The task
Below are some entries. Copy each line that holds the string "callback".

** Opening Record set block **

//! # Module Event Bus
//!
//! Demultiplexes the host's single per-module event channel into typed,
//! independently subscribable event streams.
//!
//! ## Overview
//!
//! The host delivers every event of a module to one callback registered
//! through `addWebfModuleListener(moduleName, callback)`. A
//! [`ModuleEventBus`] owns that callback and fans each event out to the
//! handlers registered for its `type` tag.
//!
//! ```text
//!                      ┌──────────────────────┐
//!   host emits         │   ModuleEventBus     │   "themechange"  ┌───────────┐
//!  {type, detail} ────>│  (one host listener) ├─────────────────>│ handler A │
//!                      │                      │                  └───────────┘
//!                      │  type -> handler set │   "themechange"  ┌───────────┐
//!                      │                      ├─────────────────>│ handler B │
//!                      └──────────────────────┘                  └───────────┘
//! ```
//!
//! ## Lifecycle
//!
//! - The host listener is attached at construction and again before every
//!   [`add_listener`](ModuleEventBus::add_listener) if it is not attached yet.
//!   Attaching is idempotent.
//! - A host without `addWebfModuleListener` leaves the bus unregistered and
//!   `add_listener` returns a no-op [`Subscription`].
//! - Unsubscribing the last handler of the last event type detaches the host
//!   listener.
//! - [`dispose`](ModuleEventBus::dispose) detaches and clears every handler
//!   regardless of how many are active. The bus stays usable afterwards.
//! - The host keeps one listener per module. With
//!   [`DuplicateBusPolicy::Warn`] a second bus for the same module replaces
//!   the first one's listener; the replaced bus reports
//!   [`is_registered`](ModuleEventBus::is_registered) `false`, never detaches
//!   the newer listener, and attaches again on its next `add_listener`.
//!
//! ## Usage
//!
//! ```ignore
//! use core_bridge::events::{ModuleEventBus, ModuleEventKind, ModuleEventMap};
//!
//! pub struct Theme;
//! impl ModuleEventMap for Theme {
//!     const MODULE_NAME: &'static str = "Theme";
//! }
//!
//! pub struct ThemeChange;
//! impl ModuleEventKind<Theme> for ThemeChange {
//!     const EVENT_TYPE: &'static str = "themechange";
//!     type Payload = serde_json::Value;
//! }
//!
//! let bus = ModuleEventBus::<Theme>::new();
//! let subscription = bus.add_listener::<ThemeChange, _>(|detail| {
//!     tracing::info!(?detail, "Theme changed");
//! });
//! subscription.unsubscribe();
//! ```
//!
//! Dispatch is synchronous with the host's emission call. Handlers must not
//! block.

use std::any::Any;
use std::collections::{BTreeMap, HashMap};
use std::fmt;
use std::marker::PhantomData;
use std::ops::Deref;
use std::panic::{catch_unwind, AssertUnwindSafe};
use std::sync::atomic::{AtomicU64, Ordering};
use std::sync::{Arc, Mutex, MutexGuard, PoisonError, Weak};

** Closing Record set block **

Result of the exercise
//! The host delivers every event of a module to one callback registered
//! through `addWebfModuleListener(moduleName, callback)`. A
//! [`ModuleEventBus`] owns that callback and fans each event out to the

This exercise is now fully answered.